Stored items
((

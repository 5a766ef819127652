use crate::error::{CellDbError, Result};
use crate::schema::{content_to_string, DatabaseContent};
use crate::store::{decode_document, DocumentStore};
use rusqlite::{params, Connection, OptionalExtension};
use std::path::Path;

/// SQLite-backed document store. One row per database page, holding the
/// page's full content as JSON.
pub struct SqliteStore {
    conn: Connection,
    /// Notebook recorded for documents written through [`DocumentStore::save_document`].
    notebook_id: String,
}

impl SqliteStore {
    /// Open or create the store at the given path.
    pub fn open(path: &Path) -> Result<Self> {
        let conn = Connection::open(path)?;
        let store = SqliteStore {
            conn,
            notebook_id: String::new(),
        };
        store.initialize_tables()?;
        Ok(store)
    }

    /// Open an in-memory store (for testing).
    pub fn open_in_memory() -> Result<Self> {
        let conn = Connection::open_in_memory()?;
        let store = SqliteStore {
            conn,
            notebook_id: String::new(),
        };
        store.initialize_tables()?;
        Ok(store)
    }

    /// Record `notebook_id` on documents saved through the `DocumentStore` interface.
    pub fn with_notebook(mut self, notebook_id: impl Into<String>) -> Self {
        self.notebook_id = notebook_id.into();
        self
    }

    fn initialize_tables(&self) -> Result<()> {
        self.conn.execute_batch(
            "
            CREATE TABLE IF NOT EXISTS documents (
                page_id TEXT PRIMARY KEY,
                notebook_id TEXT NOT NULL DEFAULT '',
                content_json TEXT NOT NULL,
                updated_at TEXT NOT NULL DEFAULT (datetime('now'))
            );

            CREATE INDEX IF NOT EXISTS idx_documents_notebook ON documents(notebook_id);
            "
        )?;
        Ok(())
    }

    // ── Documents ────────────────────────────────────────────────────

    /// Upsert a document under an explicit notebook.
    pub fn upsert_document(
        &self,
        page_id: &str,
        notebook_id: &str,
        content: &DatabaseContent,
    ) -> Result<()> {
        let content_json = content_to_string(content)?;
        self.upsert_json(page_id, notebook_id, &content_json)
    }

    /// Upsert raw JSON without parsing it.
    pub fn upsert_json(&self, page_id: &str, notebook_id: &str, content_json: &str) -> Result<()> {
        self.conn.execute(
            "INSERT OR REPLACE INTO documents (page_id, notebook_id, content_json, updated_at)
             VALUES (?1, ?2, ?3, datetime('now'))",
            params![page_id, notebook_id, content_json],
        )?;
        Ok(())
    }

    /// Get a stored document record by page id.
    pub fn get_document(&self, page_id: &str) -> Result<Option<DocumentRecord>> {
        let result = self.conn.query_row(
            "SELECT page_id, notebook_id, content_json, updated_at FROM documents WHERE page_id = ?1",
            params![page_id],
            |row| {
                Ok(DocumentRecord {
                    page_id: row.get(0)?,
                    notebook_id: row.get(1)?,
                    content_json: row.get(2)?,
                    updated_at: row.get(3)?,
                })
            },
        ).optional()?;
        Ok(result)
    }

    /// List stored documents, optionally restricted to one notebook.
    pub fn list_documents(&self, notebook_id: Option<&str>) -> Result<Vec<DocumentRecord>> {
        let mut stmt = self.conn.prepare(
            "SELECT page_id, notebook_id, content_json, updated_at FROM documents
             WHERE ?1 IS NULL OR notebook_id = ?1 ORDER BY page_id",
        )?;
        let rows = stmt.query_map(params![notebook_id], |row| {
            Ok(DocumentRecord {
                page_id: row.get(0)?,
                notebook_id: row.get(1)?,
                content_json: row.get(2)?,
                updated_at: row.get(3)?,
            })
        })?;

        let mut docs = Vec::new();
        for row in rows {
            docs.push(row?);
        }
        Ok(docs)
    }

    /// Delete a document. Returns whether it existed.
    pub fn delete_document(&self, page_id: &str) -> Result<bool> {
        let deleted = self.conn.execute(
            "DELETE FROM documents WHERE page_id = ?1",
            params![page_id],
        )?;
        Ok(deleted > 0)
    }

    // ── Transaction Support ──────────────────────────────────────────

    /// Begin a transaction.
    pub fn begin_transaction(&self) -> Result<()> {
        self.conn.execute_batch("BEGIN TRANSACTION")?;
        Ok(())
    }

    /// Commit the current transaction.
    pub fn commit_transaction(&self) -> Result<()> {
        self.conn.execute_batch("COMMIT")?;
        Ok(())
    }

    /// Rollback the current transaction.
    pub fn rollback_transaction(&self) -> Result<()> {
        self.conn.execute_batch("ROLLBACK")?;
        Ok(())
    }

    /// Run `f` inside a transaction, committing on success and rolling back on error.
    pub fn in_transaction<T>(&self, f: impl FnOnce(&Self) -> Result<T>) -> Result<T> {
        self.begin_transaction()?;
        match f(self) {
            Ok(value) => {
                self.commit_transaction()?;
                Ok(value)
            }
            Err(e) => {
                if let Err(rollback) = self.rollback_transaction() {
                    log::warn!("Rollback failed: {rollback}");
                }
                Err(e)
            }
        }
    }
}

impl DocumentStore for SqliteStore {
    fn load_document(&self, page_id: &str) -> Result<DatabaseContent> {
        match self.get_document(page_id)? {
            Some(record) => record.parse_content(),
            None => Err(CellDbError::NotFound {
                page_id: page_id.to_string(),
            }),
        }
    }

    fn save_document(&self, page_id: &str, content: &DatabaseContent) -> Result<()> {
        // Keep the notebook a page was imported under
        let notebook_id = match self.get_document(page_id)? {
            Some(record) if self.notebook_id.is_empty() => record.notebook_id,
            _ => self.notebook_id.clone(),
        };
        self.upsert_document(page_id, &notebook_id, content)
    }
}

/// A record from the documents table
#[derive(Debug, Clone)]
pub struct DocumentRecord {
    pub page_id: String,
    pub notebook_id: String,
    pub content_json: String,
    pub updated_at: String,
}

impl DocumentRecord {
    /// Parse the stored JSON back into database content
    pub fn parse_content(&self) -> Result<DatabaseContent> {
        decode_document(&self.page_id, &self.content_json)
    }
}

))

Problem —
Among the records, find every line holding the word "WHERE" and copy it.

Reply —
            "SELECT page_id, notebook_id, content_json, updated_at FROM documents WHERE page_id = ?1",
             WHERE ?1 IS NULL OR notebook_id = ?1 ORDER BY page_id",
            "DELETE FROM documents WHERE page_id = ?1",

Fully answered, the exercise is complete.